(Records from a dataset)
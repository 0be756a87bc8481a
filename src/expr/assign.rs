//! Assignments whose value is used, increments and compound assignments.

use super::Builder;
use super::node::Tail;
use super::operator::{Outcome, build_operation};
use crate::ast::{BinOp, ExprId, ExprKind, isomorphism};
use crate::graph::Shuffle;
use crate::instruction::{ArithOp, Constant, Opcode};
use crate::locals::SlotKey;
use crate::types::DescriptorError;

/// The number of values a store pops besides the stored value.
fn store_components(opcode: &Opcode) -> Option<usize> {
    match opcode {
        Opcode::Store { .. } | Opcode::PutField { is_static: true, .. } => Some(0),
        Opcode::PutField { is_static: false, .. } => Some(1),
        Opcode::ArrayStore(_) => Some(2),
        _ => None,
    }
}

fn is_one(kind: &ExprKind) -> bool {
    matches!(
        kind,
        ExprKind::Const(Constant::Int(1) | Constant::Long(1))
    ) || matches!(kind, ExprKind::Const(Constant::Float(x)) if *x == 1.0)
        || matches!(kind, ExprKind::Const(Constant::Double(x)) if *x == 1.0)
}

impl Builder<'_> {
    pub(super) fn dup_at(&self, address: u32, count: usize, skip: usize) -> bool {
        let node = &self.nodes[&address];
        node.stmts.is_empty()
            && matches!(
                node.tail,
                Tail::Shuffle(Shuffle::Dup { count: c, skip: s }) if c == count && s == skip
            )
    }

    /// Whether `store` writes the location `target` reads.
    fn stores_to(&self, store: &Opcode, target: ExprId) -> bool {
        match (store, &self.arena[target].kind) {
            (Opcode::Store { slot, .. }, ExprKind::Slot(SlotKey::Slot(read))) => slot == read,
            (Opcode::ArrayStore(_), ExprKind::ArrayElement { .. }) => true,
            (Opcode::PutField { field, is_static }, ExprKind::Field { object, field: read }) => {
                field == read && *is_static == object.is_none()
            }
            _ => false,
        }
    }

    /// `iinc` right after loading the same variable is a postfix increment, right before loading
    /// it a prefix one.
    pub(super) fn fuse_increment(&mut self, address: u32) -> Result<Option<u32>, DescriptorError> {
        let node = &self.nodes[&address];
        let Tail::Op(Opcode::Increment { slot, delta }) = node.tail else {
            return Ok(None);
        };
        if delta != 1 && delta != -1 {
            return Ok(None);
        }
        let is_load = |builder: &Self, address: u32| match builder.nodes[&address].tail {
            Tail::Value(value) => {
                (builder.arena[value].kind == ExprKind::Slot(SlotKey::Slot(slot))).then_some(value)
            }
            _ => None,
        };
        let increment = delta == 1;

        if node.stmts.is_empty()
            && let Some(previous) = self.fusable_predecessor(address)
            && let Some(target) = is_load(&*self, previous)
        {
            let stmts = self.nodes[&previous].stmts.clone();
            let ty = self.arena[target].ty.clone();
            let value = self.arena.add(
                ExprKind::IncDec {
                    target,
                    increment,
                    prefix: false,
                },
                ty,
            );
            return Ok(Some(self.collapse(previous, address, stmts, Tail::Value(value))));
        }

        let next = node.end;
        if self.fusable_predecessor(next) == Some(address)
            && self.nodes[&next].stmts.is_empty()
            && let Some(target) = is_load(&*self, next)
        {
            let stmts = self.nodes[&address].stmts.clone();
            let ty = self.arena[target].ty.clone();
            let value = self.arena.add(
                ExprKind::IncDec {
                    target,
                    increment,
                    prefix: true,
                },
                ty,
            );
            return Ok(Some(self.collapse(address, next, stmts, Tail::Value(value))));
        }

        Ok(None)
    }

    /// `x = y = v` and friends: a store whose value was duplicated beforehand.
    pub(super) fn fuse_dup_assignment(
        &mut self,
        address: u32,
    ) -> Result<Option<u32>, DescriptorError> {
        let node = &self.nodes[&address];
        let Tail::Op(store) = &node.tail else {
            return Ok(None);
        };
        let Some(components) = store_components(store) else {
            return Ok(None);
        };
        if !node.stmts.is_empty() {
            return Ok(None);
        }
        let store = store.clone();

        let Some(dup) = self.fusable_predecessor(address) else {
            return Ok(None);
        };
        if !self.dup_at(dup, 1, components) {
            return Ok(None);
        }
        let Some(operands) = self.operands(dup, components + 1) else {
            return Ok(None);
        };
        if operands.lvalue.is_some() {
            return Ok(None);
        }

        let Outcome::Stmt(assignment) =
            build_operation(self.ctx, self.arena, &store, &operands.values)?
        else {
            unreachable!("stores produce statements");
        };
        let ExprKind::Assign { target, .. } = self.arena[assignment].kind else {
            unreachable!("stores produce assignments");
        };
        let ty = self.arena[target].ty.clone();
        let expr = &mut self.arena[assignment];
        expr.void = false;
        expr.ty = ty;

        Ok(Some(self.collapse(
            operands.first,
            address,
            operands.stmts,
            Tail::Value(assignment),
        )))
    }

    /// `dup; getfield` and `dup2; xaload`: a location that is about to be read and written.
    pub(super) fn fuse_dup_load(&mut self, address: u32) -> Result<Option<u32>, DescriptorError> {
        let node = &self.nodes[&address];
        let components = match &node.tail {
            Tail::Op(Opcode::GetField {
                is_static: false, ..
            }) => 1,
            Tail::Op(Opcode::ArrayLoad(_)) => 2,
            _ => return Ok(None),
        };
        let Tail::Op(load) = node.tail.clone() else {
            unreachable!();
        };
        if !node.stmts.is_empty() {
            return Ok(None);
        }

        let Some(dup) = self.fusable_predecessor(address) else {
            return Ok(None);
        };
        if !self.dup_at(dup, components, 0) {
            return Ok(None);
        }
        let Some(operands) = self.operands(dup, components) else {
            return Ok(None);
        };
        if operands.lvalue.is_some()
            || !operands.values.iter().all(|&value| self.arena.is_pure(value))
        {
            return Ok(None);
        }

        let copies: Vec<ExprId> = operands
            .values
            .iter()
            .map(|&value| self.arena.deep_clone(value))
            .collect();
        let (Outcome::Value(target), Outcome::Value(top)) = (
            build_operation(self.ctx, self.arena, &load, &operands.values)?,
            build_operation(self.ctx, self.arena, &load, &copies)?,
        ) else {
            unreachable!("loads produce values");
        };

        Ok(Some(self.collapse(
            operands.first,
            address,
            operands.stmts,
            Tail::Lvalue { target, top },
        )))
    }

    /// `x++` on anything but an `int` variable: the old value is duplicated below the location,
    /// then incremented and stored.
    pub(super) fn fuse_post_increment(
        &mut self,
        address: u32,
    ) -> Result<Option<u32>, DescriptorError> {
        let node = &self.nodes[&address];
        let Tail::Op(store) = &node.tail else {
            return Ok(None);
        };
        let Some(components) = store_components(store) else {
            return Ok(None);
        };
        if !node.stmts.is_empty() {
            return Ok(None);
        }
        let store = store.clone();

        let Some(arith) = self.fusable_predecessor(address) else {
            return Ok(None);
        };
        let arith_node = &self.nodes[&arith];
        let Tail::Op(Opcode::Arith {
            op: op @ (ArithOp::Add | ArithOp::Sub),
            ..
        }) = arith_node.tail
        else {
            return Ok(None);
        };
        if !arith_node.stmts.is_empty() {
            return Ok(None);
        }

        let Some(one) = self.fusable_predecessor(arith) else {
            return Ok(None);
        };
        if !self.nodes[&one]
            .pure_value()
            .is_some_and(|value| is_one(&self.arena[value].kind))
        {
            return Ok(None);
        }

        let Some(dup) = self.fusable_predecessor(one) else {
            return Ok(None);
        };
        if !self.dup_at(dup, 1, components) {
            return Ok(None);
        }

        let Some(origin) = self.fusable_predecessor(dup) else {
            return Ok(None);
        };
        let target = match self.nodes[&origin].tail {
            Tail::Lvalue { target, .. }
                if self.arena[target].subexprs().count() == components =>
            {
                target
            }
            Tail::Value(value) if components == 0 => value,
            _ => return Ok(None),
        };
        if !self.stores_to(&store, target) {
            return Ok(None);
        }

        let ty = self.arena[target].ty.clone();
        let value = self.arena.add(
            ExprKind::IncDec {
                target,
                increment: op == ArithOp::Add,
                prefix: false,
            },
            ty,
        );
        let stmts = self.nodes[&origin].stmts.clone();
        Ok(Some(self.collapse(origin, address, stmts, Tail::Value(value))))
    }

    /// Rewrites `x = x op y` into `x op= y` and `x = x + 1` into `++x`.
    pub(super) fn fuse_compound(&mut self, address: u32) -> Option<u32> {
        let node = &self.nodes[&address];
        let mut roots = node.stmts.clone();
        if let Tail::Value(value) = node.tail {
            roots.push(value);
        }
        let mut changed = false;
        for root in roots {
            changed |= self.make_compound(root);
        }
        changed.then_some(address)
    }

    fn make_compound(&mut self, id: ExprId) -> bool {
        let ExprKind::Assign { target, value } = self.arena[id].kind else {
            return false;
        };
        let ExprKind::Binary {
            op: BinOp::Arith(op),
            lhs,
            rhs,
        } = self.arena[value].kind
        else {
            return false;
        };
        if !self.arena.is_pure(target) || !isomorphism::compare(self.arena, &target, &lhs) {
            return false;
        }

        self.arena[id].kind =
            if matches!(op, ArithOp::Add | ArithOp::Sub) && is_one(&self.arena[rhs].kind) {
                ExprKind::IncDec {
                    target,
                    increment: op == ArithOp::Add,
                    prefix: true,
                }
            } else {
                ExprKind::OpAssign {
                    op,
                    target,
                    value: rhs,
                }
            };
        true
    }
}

[TASK DESCRIPTION] Looking at the records, state how many lines contain "crate" and write nothing besides that number.

[RESULT OF THIS EXERCISE] 5